***** Data listing *****

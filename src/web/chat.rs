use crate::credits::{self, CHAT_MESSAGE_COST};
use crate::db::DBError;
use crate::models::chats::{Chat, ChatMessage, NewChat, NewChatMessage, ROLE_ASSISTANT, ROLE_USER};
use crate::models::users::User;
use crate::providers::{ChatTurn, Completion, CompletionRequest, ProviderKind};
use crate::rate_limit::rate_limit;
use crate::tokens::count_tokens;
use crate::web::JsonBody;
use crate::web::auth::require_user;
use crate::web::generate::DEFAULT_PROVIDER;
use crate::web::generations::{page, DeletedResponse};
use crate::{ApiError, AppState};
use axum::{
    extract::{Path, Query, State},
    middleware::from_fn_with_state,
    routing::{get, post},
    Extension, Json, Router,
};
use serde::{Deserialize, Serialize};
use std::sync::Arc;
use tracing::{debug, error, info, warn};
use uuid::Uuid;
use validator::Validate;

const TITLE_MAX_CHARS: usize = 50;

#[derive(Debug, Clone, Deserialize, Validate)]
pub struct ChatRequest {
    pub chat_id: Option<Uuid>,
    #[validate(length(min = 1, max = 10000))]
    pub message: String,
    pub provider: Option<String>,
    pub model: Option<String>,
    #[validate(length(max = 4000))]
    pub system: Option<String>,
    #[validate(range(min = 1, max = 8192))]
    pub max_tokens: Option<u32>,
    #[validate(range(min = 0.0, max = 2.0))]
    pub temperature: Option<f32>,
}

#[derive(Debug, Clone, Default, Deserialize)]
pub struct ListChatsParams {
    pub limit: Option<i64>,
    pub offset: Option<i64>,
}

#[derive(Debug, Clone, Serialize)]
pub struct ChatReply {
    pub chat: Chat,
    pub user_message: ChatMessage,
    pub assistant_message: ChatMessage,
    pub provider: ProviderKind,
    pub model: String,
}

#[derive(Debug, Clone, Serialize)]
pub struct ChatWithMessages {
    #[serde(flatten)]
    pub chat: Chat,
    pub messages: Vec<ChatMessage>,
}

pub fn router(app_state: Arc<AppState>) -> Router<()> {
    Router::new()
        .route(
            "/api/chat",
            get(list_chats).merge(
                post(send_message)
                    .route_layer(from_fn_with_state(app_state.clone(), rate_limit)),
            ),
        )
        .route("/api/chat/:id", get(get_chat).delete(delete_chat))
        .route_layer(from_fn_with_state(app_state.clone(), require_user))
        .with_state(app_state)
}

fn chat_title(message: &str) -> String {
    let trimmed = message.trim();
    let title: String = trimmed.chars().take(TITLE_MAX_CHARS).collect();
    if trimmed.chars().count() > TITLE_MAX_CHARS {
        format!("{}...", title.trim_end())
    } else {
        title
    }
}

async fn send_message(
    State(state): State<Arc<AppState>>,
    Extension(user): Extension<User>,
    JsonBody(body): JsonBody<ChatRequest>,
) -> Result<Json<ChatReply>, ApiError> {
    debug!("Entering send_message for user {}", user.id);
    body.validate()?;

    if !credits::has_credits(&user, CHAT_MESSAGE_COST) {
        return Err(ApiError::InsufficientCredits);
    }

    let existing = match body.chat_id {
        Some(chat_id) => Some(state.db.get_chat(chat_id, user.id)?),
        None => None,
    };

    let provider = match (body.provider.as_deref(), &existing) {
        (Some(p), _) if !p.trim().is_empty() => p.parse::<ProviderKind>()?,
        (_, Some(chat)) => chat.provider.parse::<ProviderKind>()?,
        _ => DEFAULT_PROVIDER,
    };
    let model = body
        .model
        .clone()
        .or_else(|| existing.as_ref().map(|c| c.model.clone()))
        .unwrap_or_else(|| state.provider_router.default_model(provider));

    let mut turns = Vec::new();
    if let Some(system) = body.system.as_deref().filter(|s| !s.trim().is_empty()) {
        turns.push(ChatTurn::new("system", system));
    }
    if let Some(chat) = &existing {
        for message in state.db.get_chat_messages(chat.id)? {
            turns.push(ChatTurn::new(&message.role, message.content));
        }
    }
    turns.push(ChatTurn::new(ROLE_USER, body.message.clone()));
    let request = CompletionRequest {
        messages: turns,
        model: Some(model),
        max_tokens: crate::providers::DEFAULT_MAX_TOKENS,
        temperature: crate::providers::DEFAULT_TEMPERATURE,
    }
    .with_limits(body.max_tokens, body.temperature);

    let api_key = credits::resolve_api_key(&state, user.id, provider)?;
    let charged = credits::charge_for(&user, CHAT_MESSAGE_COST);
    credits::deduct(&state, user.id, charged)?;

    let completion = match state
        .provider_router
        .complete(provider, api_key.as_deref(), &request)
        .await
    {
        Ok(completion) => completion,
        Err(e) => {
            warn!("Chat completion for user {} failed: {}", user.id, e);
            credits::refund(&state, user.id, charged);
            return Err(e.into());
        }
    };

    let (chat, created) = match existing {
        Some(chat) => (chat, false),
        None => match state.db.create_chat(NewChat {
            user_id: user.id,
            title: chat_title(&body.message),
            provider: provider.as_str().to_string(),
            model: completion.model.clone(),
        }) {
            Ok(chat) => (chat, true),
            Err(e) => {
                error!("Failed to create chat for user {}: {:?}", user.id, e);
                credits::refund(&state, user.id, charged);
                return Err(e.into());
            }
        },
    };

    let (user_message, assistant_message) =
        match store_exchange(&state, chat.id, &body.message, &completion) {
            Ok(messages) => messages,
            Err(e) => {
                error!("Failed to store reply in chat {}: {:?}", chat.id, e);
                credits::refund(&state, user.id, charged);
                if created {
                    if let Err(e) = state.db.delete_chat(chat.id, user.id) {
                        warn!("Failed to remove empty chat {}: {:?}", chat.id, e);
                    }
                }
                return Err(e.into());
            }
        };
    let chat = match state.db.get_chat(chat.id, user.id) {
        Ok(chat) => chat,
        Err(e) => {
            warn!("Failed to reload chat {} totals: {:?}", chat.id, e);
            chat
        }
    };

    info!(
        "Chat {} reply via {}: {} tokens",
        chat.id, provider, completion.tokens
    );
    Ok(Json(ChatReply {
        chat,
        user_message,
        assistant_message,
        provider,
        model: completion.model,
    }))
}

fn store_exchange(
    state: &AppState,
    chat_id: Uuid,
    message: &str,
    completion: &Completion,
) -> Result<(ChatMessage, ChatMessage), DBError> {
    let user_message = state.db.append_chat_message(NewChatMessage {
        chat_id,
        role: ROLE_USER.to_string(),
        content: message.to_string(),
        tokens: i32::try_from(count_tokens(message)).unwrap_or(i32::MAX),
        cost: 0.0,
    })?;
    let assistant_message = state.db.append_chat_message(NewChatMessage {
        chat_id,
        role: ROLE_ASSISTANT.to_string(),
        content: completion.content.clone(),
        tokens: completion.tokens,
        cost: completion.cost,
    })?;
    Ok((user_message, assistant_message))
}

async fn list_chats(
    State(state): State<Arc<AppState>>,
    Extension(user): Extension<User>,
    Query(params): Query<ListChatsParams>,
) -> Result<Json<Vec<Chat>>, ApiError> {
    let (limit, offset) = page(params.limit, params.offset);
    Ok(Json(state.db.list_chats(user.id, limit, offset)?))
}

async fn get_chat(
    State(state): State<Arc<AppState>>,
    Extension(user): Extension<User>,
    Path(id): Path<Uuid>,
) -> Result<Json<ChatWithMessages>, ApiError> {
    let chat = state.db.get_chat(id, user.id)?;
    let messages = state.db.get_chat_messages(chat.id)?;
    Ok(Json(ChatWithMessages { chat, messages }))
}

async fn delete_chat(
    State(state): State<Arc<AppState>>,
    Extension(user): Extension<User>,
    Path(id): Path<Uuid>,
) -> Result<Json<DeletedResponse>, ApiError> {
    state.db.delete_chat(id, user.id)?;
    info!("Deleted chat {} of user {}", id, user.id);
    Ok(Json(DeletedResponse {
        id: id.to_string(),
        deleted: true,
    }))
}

*****
***** Data listing *****

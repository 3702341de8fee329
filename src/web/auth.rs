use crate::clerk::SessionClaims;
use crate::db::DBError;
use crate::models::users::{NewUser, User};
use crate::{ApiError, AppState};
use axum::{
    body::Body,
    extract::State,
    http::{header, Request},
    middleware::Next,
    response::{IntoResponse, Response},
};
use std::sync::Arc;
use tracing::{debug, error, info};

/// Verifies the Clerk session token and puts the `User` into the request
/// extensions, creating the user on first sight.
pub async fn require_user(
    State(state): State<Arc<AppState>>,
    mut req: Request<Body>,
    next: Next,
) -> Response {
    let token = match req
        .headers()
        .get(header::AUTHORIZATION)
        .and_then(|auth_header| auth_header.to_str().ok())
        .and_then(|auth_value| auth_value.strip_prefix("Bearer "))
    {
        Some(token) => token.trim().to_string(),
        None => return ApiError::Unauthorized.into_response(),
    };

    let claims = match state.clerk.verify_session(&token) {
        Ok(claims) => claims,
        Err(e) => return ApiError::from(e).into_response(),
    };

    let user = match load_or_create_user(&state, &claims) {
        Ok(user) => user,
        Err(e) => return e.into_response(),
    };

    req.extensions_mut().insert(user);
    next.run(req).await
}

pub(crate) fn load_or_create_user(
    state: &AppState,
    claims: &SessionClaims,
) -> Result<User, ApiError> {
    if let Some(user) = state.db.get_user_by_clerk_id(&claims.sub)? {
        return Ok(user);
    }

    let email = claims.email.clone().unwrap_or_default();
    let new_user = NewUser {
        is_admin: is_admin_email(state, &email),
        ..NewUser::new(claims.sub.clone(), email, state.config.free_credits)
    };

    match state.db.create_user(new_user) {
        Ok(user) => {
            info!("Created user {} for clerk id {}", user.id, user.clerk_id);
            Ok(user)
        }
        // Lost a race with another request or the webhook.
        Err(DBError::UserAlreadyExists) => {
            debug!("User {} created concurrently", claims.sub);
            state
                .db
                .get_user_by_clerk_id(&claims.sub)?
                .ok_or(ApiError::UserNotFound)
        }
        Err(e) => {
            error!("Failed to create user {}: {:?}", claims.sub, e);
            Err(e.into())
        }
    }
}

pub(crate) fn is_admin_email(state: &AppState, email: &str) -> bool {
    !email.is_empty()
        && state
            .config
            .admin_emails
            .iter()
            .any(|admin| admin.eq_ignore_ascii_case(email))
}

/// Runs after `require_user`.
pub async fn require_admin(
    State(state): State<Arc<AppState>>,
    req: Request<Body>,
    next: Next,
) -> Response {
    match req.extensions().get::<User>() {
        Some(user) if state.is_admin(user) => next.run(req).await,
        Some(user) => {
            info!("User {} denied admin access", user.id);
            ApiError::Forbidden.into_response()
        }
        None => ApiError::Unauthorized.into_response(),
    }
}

*****

* Work to complete
Return, with no change at all, every line in the entries above from the line containing "filename src/web/chat.rs" through the line containing "use crate::web::auth::require_user;".

* Finished task
filename src/web/chat.rs
use crate::credits::{self, CHAT_MESSAGE_COST};
use crate::db::DBError;
use crate::models::chats::{Chat, ChatMessage, NewChat, NewChatMessage, ROLE_ASSISTANT, ROLE_USER};
use crate::models::users::User;
use crate::providers::{ChatTurn, Completion, CompletionRequest, ProviderKind};
use crate::rate_limit::rate_limit;
use crate::tokens::count_tokens;
use crate::web::JsonBody;
use crate::web::auth::require_user;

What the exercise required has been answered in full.